### What to produce
Return only those lines of the listing that hold the word "execute".

### Record extracts
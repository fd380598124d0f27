use std::io::{self, Stdout};
use std::panic;

use crossterm::{
    ExecutableCommand,
    terminal::{EnterAlternateScreen, LeaveAlternateScreen, disable_raw_mode, enable_raw_mode},
};
use ratatui::{Terminal, backend::CrosstermBackend};

pub type AppTerminal = Terminal<CrosstermBackend<Stdout>>;

/// Owns the raw-mode alternate screen for the length of a test session.
/// Dropping it hands the terminal back, also when the session errors out.
pub struct TerminalGuard {
    terminal: AppTerminal,
}

impl TerminalGuard {
    pub fn enter() -> io::Result<Self> {
        install_panic_hook();
        enable_raw_mode()?;
        if let Err(err) = io::stdout().execute(EnterAlternateScreen) {
            let _ = disable_raw_mode();
            return Err(err);
        }
        let terminal = Terminal::new(CrosstermBackend::new(io::stdout())).inspect_err(|_| {
            let _ = restore();
        })?;
        Ok(Self { terminal })
    }

    pub fn terminal(&mut self) -> &mut AppTerminal {
        &mut self.terminal
    }
}

impl Drop for TerminalGuard {
    fn drop(&mut self) {
        let _ = restore();
    }
}

pub fn restore() -> io::Result<()> {
    disable_raw_mode()?;
    io::stdout().execute(LeaveAlternateScreen)?;
    Ok(())
}

fn install_panic_hook() {
    let previous = panic::take_hook();
    panic::set_hook(Box::new(move |info| {
        let _ = restore();
        previous(info);
    }));
}
mod quiz;
mod result;
mod welcome;

use ratatui::{prelude::*, widgets::Block};

use crate::app::App;
use crate::models::AppState;

pub fn render(frame: &mut Frame, app: &App) {
    let area = frame.area();
    frame.render_widget(Block::default().bg(Color::Reset), area);

    match app.state {
        AppState::Welcome => welcome::render(frame, area, app),
        AppState::Quiz => quiz::render(frame, area, app),
        AppState::Result => result::render(frame, area, app),
    }
}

### Finished exercise
        if let Err(err) = io::stdout().execute(EnterAlternateScreen) {
    io::stdout().execute(LeaveAlternateScreen)?;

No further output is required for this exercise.